Exercise inputs:
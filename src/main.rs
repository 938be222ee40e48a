mod app;
mod calculator;
mod cli;
mod ui;

use anyhow::Result;
use app::{action_for_key, update, Flow, FormState};
use clap::Parser;
use cli::Args;
use crossterm::{
    event::{self, Event},
    execute,
    terminal::{disable_raw_mode, enable_raw_mode, EnterAlternateScreen, LeaveAlternateScreen},
};
use ratatui::{
    backend::{Backend, CrosstermBackend},
    Terminal,
};
use simplelog::{ConfigBuilder, LevelFilter, WriteLogger};
use std::{
    fs::File,
    io::{self, Write},
};

fn main() -> Result<()> {
    let args = Args::parse();
    init_logging(&args);

    if args.is_one_shot() {
        log::info!("Running once without the form");
        return print_quotes(&args, &mut io::stdout().lock());
    }

    enable_raw_mode()?;
    let mut stdout = io::stdout();
    execute!(stdout, EnterAlternateScreen)?;
    let backend = CrosstermBackend::new(stdout);
    let mut terminal = Terminal::new(backend)?;

    log::info!("Starting interactive form");
    let res = run_app(&mut terminal, FormState::default());

    disable_raw_mode()?;
    execute!(terminal.backend_mut(), LeaveAlternateScreen)?;
    terminal.show_cursor()?;

    if let Err(err) = res {
        log::error!("Event loop failed: {:?}", err);
        println!("{:?}", err)
    }

    log::info!("Exiting");
    Ok(())
}

fn init_logging(args: &Args) {
    let Some(path) = &args.log_file else {
        return;
    };
    let level = if args.verbose {
        LevelFilter::Debug
    } else {
        LevelFilter::Info
    };
    let log_config = ConfigBuilder::new().set_time_format_rfc3339().build();

    match File::create(path) {
        Ok(log_file) => {
            let _ = WriteLogger::init(level, log_config, log_file);
        }
        Err(e) => eprintln!("Could not open log file {}: {}", path.display(), e),
    }
}

fn run_app<B: Backend>(terminal: &mut Terminal<B>, mut state: FormState) -> Result<()> {
    loop {
        terminal.draw(|f| ui::draw(f, &state))?;

        if let Event::Key(key) = event::read()? {
            let Some(action) = action_for_key(key) else {
                continue;
            };
            if update(&mut state, action) == Flow::Quit {
                return Ok(());
            }
        }
    }
}

fn print_quotes(args: &Args, out: &mut impl Write) -> Result<()> {
    let budget = args.budget.as_deref().unwrap_or_default();
    let down_payment = args.down_payment.as_deref().unwrap_or_default();
    let rate = args.rate.as_deref().unwrap_or_default();

    if args.json {
        let quotes = calculator::quote_table(budget, down_payment, rate);
        serde_json::to_writer_pretty(&mut *out, &quotes)?;
        writeln!(out)?;
        return Ok(());
    }

    write!(out, "{}", ui::RESULTS_HEADER)?;
    for line in calculator::calculate(budget, down_payment, rate) {
        writeln!(out, "{}", line)?;
    }
    Ok(())
}

#[cfg(test)]
mod tests {
    use super::*;

    fn run_once(argv: &[&str]) -> String {
        let args = Args::try_parse_from(argv).unwrap();
        let mut out = Vec::new();
        print_quotes(&args, &mut out).unwrap();
        String::from_utf8(out).unwrap()
    }

    #[test]
    fn test_print_table() {
        let out = run_once(&[
            "homebuyer-estimate",
            "--budget",
            "500000",
            "--down-payment",
            "20",
            "--rate",
            "6",
        ]);
        let lines: Vec<&str> = out.lines().collect();
        assert_eq!(lines.len(), 8);
        assert_eq!(lines[0], "Estimated Monthly Payments:");
        assert_eq!(lines[5], "6.000% | $2398.20 + fees");
    }

    #[test]
    fn test_missing_fields_print_invalid_input() {
        let out = run_once(&["homebuyer-estimate", "--rate", "6"]);
        assert_eq!(out.matches("Invalid input").count(), 5);
    }

    #[test]
    fn test_print_json() {
        let out = run_once(&[
            "homebuyer-estimate",
            "--budget",
            "500000",
            "--down-payment",
            "20",
            "--rate",
            "0.1",
            "--json",
        ]);
        let quotes: serde_json::Value = serde_json::from_str(&out).unwrap();
        let quotes = quotes.as_array().unwrap();
        assert_eq!(quotes.len(), 5);
        assert_eq!(quotes[0]["valid"], false);
        assert_eq!(quotes[4]["valid"], true);
    }

    #[test]
    fn test_print_json_invalid_input_is_null() {
        let out = run_once(&["homebuyer-estimate", "--budget", "abc", "--json"]);
        assert_eq!(out.trim(), "null");
    }
}
use tracing_subscriber::{EnvFilter, fmt};

pub fn init_tracing(log_level: &str) {
    let filter = EnvFilter::try_from_default_env().unwrap_or_else(|_| EnvFilter::new(log_level));
    fmt().with_env_filter(filter).with_target(false).init();
}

Required action: Above are the records; repeat exactly the lines from the one holding "let budget = args.budget.as_deref().unwrap_or_default();" down to the one holding "pub fn init_tracing(log_level: &str)", end lines included.

Reply:
    let budget = args.budget.as_deref().unwrap_or_default();
    let down_payment = args.down_payment.as_deref().unwrap_or_default();
    let rate = args.rate.as_deref().unwrap_or_default();

    if args.json {
        let quotes = calculator::quote_table(budget, down_payment, rate);
        serde_json::to_writer_pretty(&mut *out, &quotes)?;
        writeln!(out)?;
        return Ok(());
    }

    write!(out, "{}", ui::RESULTS_HEADER)?;
    for line in calculator::calculate(budget, down_payment, rate) {
        writeln!(out, "{}", line)?;
    }
    Ok(())
}

#[cfg(test)]
mod tests {
    use super::*;

    fn run_once(argv: &[&str]) -> String {
        let args = Args::try_parse_from(argv).unwrap();
        let mut out = Vec::new();
        print_quotes(&args, &mut out).unwrap();
        String::from_utf8(out).unwrap()
    }

    #[test]
    fn test_print_table() {
        let out = run_once(&[
            "homebuyer-estimate",
            "--budget",
            "500000",
            "--down-payment",
            "20",
            "--rate",
            "6",
        ]);
        let lines: Vec<&str> = out.lines().collect();
        assert_eq!(lines.len(), 8);
        assert_eq!(lines[0], "Estimated Monthly Payments:");
        assert_eq!(lines[5], "6.000% | $2398.20 + fees");
    }

    #[test]
    fn test_missing_fields_print_invalid_input() {
        let out = run_once(&["homebuyer-estimate", "--rate", "6"]);
        assert_eq!(out.matches("Invalid input").count(), 5);
    }

    #[test]
    fn test_print_json() {
        let out = run_once(&[
            "homebuyer-estimate",
            "--budget",
            "500000",
            "--down-payment",
            "20",
            "--rate",
            "0.1",
            "--json",
        ]);
        let quotes: serde_json::Value = serde_json::from_str(&out).unwrap();
        let quotes = quotes.as_array().unwrap();
        assert_eq!(quotes.len(), 5);
        assert_eq!(quotes[0]["valid"], false);
        assert_eq!(quotes[4]["valid"], true);
    }

    #[test]
    fn test_print_json_invalid_input_is_null() {
        let out = run_once(&["homebuyer-estimate", "--budget", "abc", "--json"]);
        assert_eq!(out.trim(), "null");
    }
}
use tracing_subscriber::{EnvFilter, fmt};

pub fn init_tracing(log_level: &str) {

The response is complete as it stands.